## Work task
Search the data for the word "SolanaRpcClient" and copy every line where it occurs.

===

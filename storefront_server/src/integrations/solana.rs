use log::*;
use solana_tools::{
    rpc::{ConfirmedTransaction, SignatureInfo},
    validate_transfer,
    Pubkey,
    SolanaError,
    SolanaRpcClient,
    TokenAmount,
    TransferRequest,
};
use storefront_engine::{
    db_types::{OrderNumber, PaymentStatus, SolanaPayment, SolanaPaymentStatus},
    traits::{ExchangeRates, OrderFlowError, OrderManagement, PaymentRecords},
    PaymentFlowApi,
};

use crate::{data_objects::SolanaStatusResponse, errors::ServerError};

/// Read access to the chain. Implemented by [`SolanaRpcClient`], and mocked in the endpoint tests.
#[allow(async_fn_in_trait)]
pub trait ChainLookup {
    /// The transactions that carry `reference` among their accounts, oldest first.
    async fn reference_signatures(&self, reference: &Pubkey) -> Result<Vec<SignatureInfo>, SolanaError>;
    async fn transaction(&self, signature: &str) -> Result<Option<ConfirmedTransaction>, SolanaError>;
}

impl ChainLookup for SolanaRpcClient {
    async fn reference_signatures(&self, reference: &Pubkey) -> Result<Vec<SignatureInfo>, SolanaError> {
        solana_tools::find_reference(self, reference).await
    }

    async fn transaction(&self, signature: &str) -> Result<Option<ConfirmedTransaction>, SolanaError> {
        self.get_transaction(signature).await
    }
}

fn parse_key(field: &str, value: &str) -> Result<Pubkey, ServerError> {
    value.parse::<Pubkey>().map_err(|e| ServerError::BackendError(format!("Stored {field} is not a valid key. {e}")))
}

/// Rebuilds the Solana Pay request for a stored payment.
pub fn transfer_request_for(payment: &SolanaPayment, label: &str) -> Result<TransferRequest, ServerError> {
    let recipient = parse_key("recipient", &payment.recipient)?;
    let reference = parse_key("reference", &payment.reference)?;
    let amount_base_units = u64::try_from(payment.amount_base_units)
        .map_err(|_| ServerError::BackendError(format!("Negative amount on payment {}", payment.id)))?;
    let decimals = u8::try_from(payment.decimals)
        .map_err(|_| ServerError::BackendError(format!("Invalid decimals on payment {}", payment.id)))?;
    let mut request = TransferRequest::new(recipient)
        .with_amount(TokenAmount::new(amount_base_units, decimals))
        .with_reference(reference)
        .with_message(format!("Order {}", payment.order_number))
        .with_memo(payment.order_number.as_str());
    if !label.is_empty() {
        request = request.with_label(label);
    }
    if let Some(mint) = &payment.spl_token {
        request = request.with_spl_token(parse_key("token mint", mint)?);
    }
    Ok(request)
}

fn status_response(payment: &SolanaPayment, payment_status: PaymentStatus) -> SolanaStatusResponse {
    SolanaStatusResponse {
        order_number: payment.order_number.clone(),
        reference: payment.reference.clone(),
        status: payment.status,
        payment_status,
        signature: payment.signature.clone(),
        detail: None,
    }
}

/// Looks for a transaction paying the order's Solana request and, when one satisfies it, confirms the payment.
///
/// Every transaction carrying the reference is checked, oldest first, so a later transaction that reuses the public
/// reference cannot hide the real payment. If none pays the request (too little, the wrong token, or failed), the
/// payment stays pending and the last reason is reported in `detail`.
pub async fn verify_solana_payment<B, C>(
    api: &PaymentFlowApi<B>,
    chain: &C,
    number: &OrderNumber,
) -> Result<SolanaStatusResponse, ServerError>
where
    B: OrderManagement + PaymentRecords + ExchangeRates,
    C: ChainLookup,
{
    let payment = api
        .solana_payment_for(number)
        .await?
        .ok_or_else(|| OrderFlowError::SolanaPaymentNotFound(number.to_string()))?;
    let order = api.fetch_order(number).await?;
    if payment.status != SolanaPaymentStatus::Pending {
        return Ok(status_response(&payment, order.payment_status));
    }
    let request = transfer_request_for(&payment, "")?;
    let reference = parse_key("reference", &payment.reference)?;
    let candidates = chain.reference_signatures(&reference).await?;
    if candidates.is_empty() {
        trace!("◎ Nothing on-chain yet for order {number}");
    }
    let mut problem = None;
    for found in candidates {
        if let Some(err) = &found.err {
            info!("◎ Transaction {} for order {number} failed on-chain. {err}", found.signature);
            problem = Some(format!("Transaction {} failed", found.signature));
            continue;
        }
        let Some(tx) = chain.transaction(&found.signature).await? else {
            debug!("◎ Transaction {} is not available from the node yet", found.signature);
            continue;
        };
        if let Err(e) = validate_transfer(&tx, &request) {
            warn!("◎ Transaction {} does not pay order {number}. {e}", found.signature);
            problem = Some(e.to_string());
            continue;
        }
        let order = api.confirm_solana_payment(&payment.reference, &found.signature).await?;
        let mut response = status_response(&payment, order.payment_status);
        response.status = SolanaPaymentStatus::Confirmed;
        response.signature = Some(found.signature);
        return Ok(response);
    }
    let mut response = status_response(&payment, order.payment_status);
    response.detail = problem;
    Ok(response)
}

===

## Result of the exercise
    SolanaRpcClient,
/// Read access to the chain. Implemented by [`SolanaRpcClient`], and mocked in the endpoint tests.
impl ChainLookup for SolanaRpcClient {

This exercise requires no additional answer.